Your objective: If a line in the records contains the string "environment", show that line.

Working data:

▶

//! Runtime configuration, sourced from environment variables.
//!
//! Integrations may declare additional keys at runtime; those live directly
//! in the process environment and are not modelled here.

use std::path::PathBuf;

/// Connection settings for the single configured LLM endpoint.
#[derive(Debug, Clone)]
pub struct LlmConfig {
    pub api_key: String,
    pub base_url: String,
    pub model: String,
}

/// Top-level runtime configuration.
#[derive(Debug, Clone)]
pub struct Config {
    pub llm: LlmConfig,
    /// Path of the SQLite database file.
    pub database_path: PathBuf,
    /// Root directory for the filesystem tools; paths may not escape it.
    pub tools_fs_root: PathBuf,
    /// Whether the `run_command` shell tool is exposed.
    pub shell_enabled: bool,
    /// Env file that persisted integration credentials are written to.
    pub env_file: PathBuf,
    pub port: u16,
}

impl Config {
    /// Build a config from the process environment, falling back to
    /// defaults for anything unset.
    pub fn from_env() -> Self {
        let var = |name: &str| std::env::var(name).ok().filter(|v| !v.is_empty());

        Self {
            llm: LlmConfig {
                api_key: var("LLM_API_KEY").unwrap_or_default(),
                base_url: var("LLM_BASE_URL")
                    .unwrap_or_else(|| "https://api.openai.com/v1".into()),
                model: var("LLM_MODEL").unwrap_or_else(|| "gpt-4o-mini".into()),
            },
            database_path: var("DATABASE_PATH")
                .map(PathBuf::from)
                .unwrap_or_else(|| "envoy.db".into()),
            tools_fs_root: var("TOOLS_FS_ROOT")
                .map(PathBuf::from)
                .unwrap_or_else(|| "workspace".into()),
            shell_enabled: var("TOOLS_SHELL_ENABLED")
                .map(|v| parse_bool(&v))
                .unwrap_or(false),
            env_file: var("ENV_FILE")
                .map(PathBuf::from)
                .unwrap_or_else(|| ".env".into()),
            port: var("PORT").and_then(|v| v.parse().ok()).unwrap_or(3000),
        }
    }
}

impl Default for Config {
    fn default() -> Self {
        Self {
            llm: LlmConfig {
                api_key: String::new(),
                base_url: "https://api.openai.com/v1".into(),
                model: "gpt-4o-mini".into(),
            },
            database_path: "envoy.db".into(),
            tools_fs_root: "workspace".into(),
            shell_enabled: false,
            env_file: ".env".into(),
            port: 3000,
        }
    }
}

fn parse_bool(v: &str) -> bool {
    matches!(v.trim().to_ascii_lowercase().as_str(), "1" | "true" | "yes" | "on")
}

#[cfg(test)]
mod tests {
    use super::*;

    #[test]
    fn parse_bool_accepts_common_truthy_values() {
        assert!(parse_bool("1"));
        assert!(parse_bool("true"));
        assert!(parse_bool("TRUE"));
        assert!(parse_bool("yes"));
        assert!(!parse_bool("0"));
        assert!(!parse_bool("false"));
        assert!(!parse_bool(""));
    }

    #[test]
    fn default_config_is_sane() {
        let cfg = Config::default();
        assert_eq!(cfg.port, 3000);
        assert_eq!(cfg.database_path, PathBuf::from("envoy.db"));
        assert!(!cfg.shell_enabled);
        assert_eq!(cfg.llm.model, "gpt-4o-mini");
    }
}
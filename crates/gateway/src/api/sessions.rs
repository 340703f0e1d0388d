//! Session management endpoints.

use axum::extract::{Path, State};
use axum::response::{IntoResponse, Json};

use envoy_domain::Error;

use crate::api::error_response;
use crate::state::AppState;

/// `GET /api/v1/sessions`
pub async fn list_sessions(State(state): State<AppState>) -> impl IntoResponse {
    match state.store.list_sessions().await {
        Ok(sessions) => Json(sessions).into_response(),
        Err(e) => error_response(e),
    }
}

/// `POST /api/v1/sessions`
pub async fn create_session(State(state): State<AppState>) -> impl IntoResponse {
    match state.store.create_session(None).await {
        Ok(session) => Json(serde_json::json!(session)).into_response(),
        Err(e) => error_response(e),
    }
}

/// `GET /api/v1/sessions/:id/messages` — the transcript for UI history.
pub async fn session_messages(
    State(state): State<AppState>,
    Path(id): Path<String>,
) -> impl IntoResponse {
    match state.store.get_session(&id).await {
        Ok(Some(_)) => {}
        Ok(None) => return error_response(Error::NotFound("session".into())),
        Err(e) => return error_response(e),
    }

    match state.store.list_messages(&id).await {
        Ok(messages) => Json(messages).into_response(),
        Err(e) => error_response(e),
    }
}

/// `DELETE /api/v1/sessions/:id` — cascades the transcript.
pub async fn delete_session(
    State(state): State<AppState>,
    Path(id): Path<String>,
) -> impl IntoResponse {
    match state.store.delete_session(&id).await {
        Ok(true) => Json(serde_json::json!({ "deleted": id })).into_response(),
        Ok(false) => error_response(Error::NotFound("session".into())),
        Err(e) => error_response(e),
    }
}
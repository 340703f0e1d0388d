use serde::{Deserialize, Serialize};

/// Internal tool call format (provider-agnostic).
/// The streaming adapter converts provider-specific tool calls into this.
#[derive(Debug, Clone, Serialize, Deserialize)]
pub struct ToolCall {
    pub call_id: String,
    pub tool_name: String,
    pub arguments: serde_json::Value,
}

/// Tool definition exposed to the LLM.
#[derive(Debug, Clone, Serialize, Deserialize)]
pub struct ToolDefinition {
    pub name: String,
    pub description: String,
    /// JSON Schema for the tool's parameters.
    pub parameters: serde_json::Value,
}

/// A message in the conversation (provider-agnostic).
///
/// The ordered list of these messages is the authoritative conversation
/// state replayed into the model on each turn.
#[derive(Debug, Clone, Serialize, Deserialize)]
pub struct Message {
    pub role: Role,
    pub content: MessageContent,
}

#[derive(Debug, Clone, Copy, PartialEq, Eq, Serialize, Deserialize)]
#[serde(rename_all = "lowercase")]
pub enum Role {
    System,
    User,
    Assistant,
    Tool,
}

#[derive(Debug, Clone, Serialize, Deserialize)]
#[serde(untagged)]
pub enum MessageContent {
    Text(String),
    Parts(Vec<ContentPart>),
}

#[derive(Debug, Clone, Serialize, Deserialize)]
#[serde(tag = "type")]
pub enum ContentPart {
    #[serde(rename = "text")]
    Text { text: String },
    #[serde(rename = "tool_use")]
    ToolUse {
        id: String,
        name: String,
        input: serde_json::Value,
    },
    #[serde(rename = "tool_result")]
    ToolResult {
        tool_use_id: String,
        name: String,
        content: String,
        #[serde(default)]
        is_error: bool,
    },
}

// ── Convenience constructors ───────────────────────────────────────

impl Message {
    pub fn system(text: impl Into<String>) -> Self {
        Self { role: Role::System, content: MessageContent::Text(text.into()) }
    }
    pub fn user(text: impl Into<String>) -> Self {
        Self { role: Role::User, content: MessageContent::Text(text.into()) }
    }
    pub fn assistant(text: impl Into<String>) -> Self {
        Self { role: Role::Assistant, content: MessageContent::Text(text.into()) }
    }
    pub fn tool_result(
        tool_use_id: impl Into<String>,
        name: impl Into<String>,
        content: impl Into<String>,
    ) -> Self {
        Self {
            role: Role::Tool,
            content: MessageContent::Parts(vec![ContentPart::ToolResult {
                tool_use_id: tool_use_id.into(),
                name: name.into(),
                content: content.into(),
                is_error: false,
            }]),
        }
    }
}

impl MessageContent {
    /// Extract the first text part, or the whole text content.
    pub fn text(&self) -> Option<&str> {
        match self {
            MessageContent::Text(t) => Some(t.as_str()),
            MessageContent::Parts(parts) => parts.iter().find_map(|p| match p {
                ContentPart::Text { text } => Some(text.as_str()),
                _ => None,
            }),
        }
    }

    /// Join every text part into one string.
    pub fn extract_all_text(&self) -> String {
        match self {
            MessageContent::Text(t) => t.clone(),
            MessageContent::Parts(parts) => parts
                .iter()
                .filter_map(|p| match p {
                    ContentPart::Text { text } => Some(text.as_str()),
                    _ => None,
                })
                .collect::<Vec<_>>()
                .join("\n"),
        }
    }
}

#[cfg(test)]
mod tests {
    use super::*;

    #[test]
    fn conversation_state_roundtrip_preserves_parts() {
        let messages = vec![
            Message::user("what time is it"),
            Message {
                role: Role::Assistant,
                content: MessageContent::Parts(vec![
                    ContentPart::Text { text: "checking".into() },
                    ContentPart::ToolUse {
                        id: "call_1".into(),
                        name: "clock".into(),
                        input: serde_json::json!({"tz": "UTC"}),
                    },
                ]),
            },
            Message::tool_result("call_1", "clock", "12:00"),
        ];

        let json = serde_json::to_string(&messages).unwrap();
        let back: Vec<Message> = serde_json::from_str(&json).unwrap();

        assert_eq!(back.len(), 3);
        match &back[1].content {
            MessageContent::Parts(parts) => {
                assert!(matches!(&parts[1], ContentPart::ToolUse { id, .. } if id == "call_1"));
            }
            _ => panic!("assistant content should be parts"),
        }
        match &back[2].content {
            MessageContent::Parts(parts) => {
                assert!(matches!(
                    &parts[0],
                    ContentPart::ToolResult { tool_use_id, name, .. }
                        if tool_use_id == "call_1" && name == "clock"
                ));
            }
            _ => panic!("tool content should be parts"),
        }
    }

    #[test]
    fn extract_all_text_joins_parts() {
        let content = MessageContent::Parts(vec![
            ContentPart::Text { text: "a".into() },
            ContentPart::ToolUse {
                id: "x".into(),
                name: "t".into(),
                input: serde_json::json!({}),
            },
            ContentPart::Text { text: "b".into() },
        ]);
        assert_eq!(content.extract_all_text(), "a\nb");
    }
}
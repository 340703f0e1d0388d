//! Scheduled task endpoints.

use axum::extract::{Path, Query, State};
use axum::response::{IntoResponse, Json};
use serde::Deserialize;

use envoy_domain::Error;
use envoy_store::model::TaskRunRow;

use crate::api::error_response;
use crate::state::AppState;

fn run_view(run: &TaskRunRow) -> serde_json::Value {
    // Stored trace JSON is parsed back out for the UI.
    let output = run
        .output
        .as_deref()
        .and_then(|raw| serde_json::from_str::<serde_json::Value>(raw).ok());

    serde_json::json!({
        "id": run.id,
        "task_id": run.task_id,
        "status": run.status,
        "result": run.result,
        "output": output,
        "started_at": run.started_at,
        "finished_at": run.finished_at,
    })
}

/// `GET /api/v1/tasks` — tasks with their latest run.
pub async fn list_tasks(State(state): State<AppState>) -> impl IntoResponse {
    let tasks = match state.store.list_tasks().await {
        Ok(tasks) => tasks,
        Err(e) => return error_response(e),
    };

    let mut views = Vec::with_capacity(tasks.len());
    for task in &tasks {
        let last_run = state
            .store
            .latest_run(&task.id)
            .await
            .ok()
            .flatten()
            .map(|run| run_view(&run));
        views.push(serde_json::json!({
            "id": task.id,
            "name": task.name,
            "description": task.description,
            "cron": task.cron,
            "enabled": task.enabled,
            "created_at": task.created_at,
            "updated_at": task.updated_at,
            "lastRun": last_run,
        }));
    }
    Json(views).into_response()
}

#[derive(Debug, Deserialize)]
pub struct RunsQuery {
    #[serde(default = "default_limit")]
    pub limit: usize,
}

fn default_limit() -> usize {
    20
}

/// `GET /api/v1/tasks/:name/runs?limit=`
pub async fn task_runs(
    State(state): State<AppState>,
    Path(name): Path<String>,
    Query(query): Query<RunsQuery>,
) -> impl IntoResponse {
    let task = match state.store.get_task_by_name(&name).await {
        Ok(Some(task)) => task,
        Ok(None) => return error_response(Error::NotFound("task".into())),
        Err(e) => return error_response(e),
    };

    match state.store.list_runs(&task.id, query.limit).await {
        Ok(runs) => {
            let views: Vec<_> = runs.iter().map(run_view).collect();
            Json(views).into_response()
        }
        Err(e) => error_response(e),
    }
}

/// `DELETE /api/v1/tasks/:name` — removes the row, its runs, and the
/// live cron job.
pub async fn delete_task(
    State(state): State<AppState>,
    Path(name): Path<String>,
) -> impl IntoResponse {
    match state.store.delete_task_by_name(&name).await {
        Ok(Some(task)) => {
            state.scheduler.unschedule_task(&task.id).await;
            Json(serde_json::json!({ "deleted": name })).into_response()
        }
        Ok(None) => error_response(Error::NotFound("task".into())),
        Err(e) => error_response(e),
    }
}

◀

Solved exercise:
//! Runtime configuration, sourced from environment variables.
//! in the process environment and are not modelled here.
    /// Build a config from the process environment, falling back to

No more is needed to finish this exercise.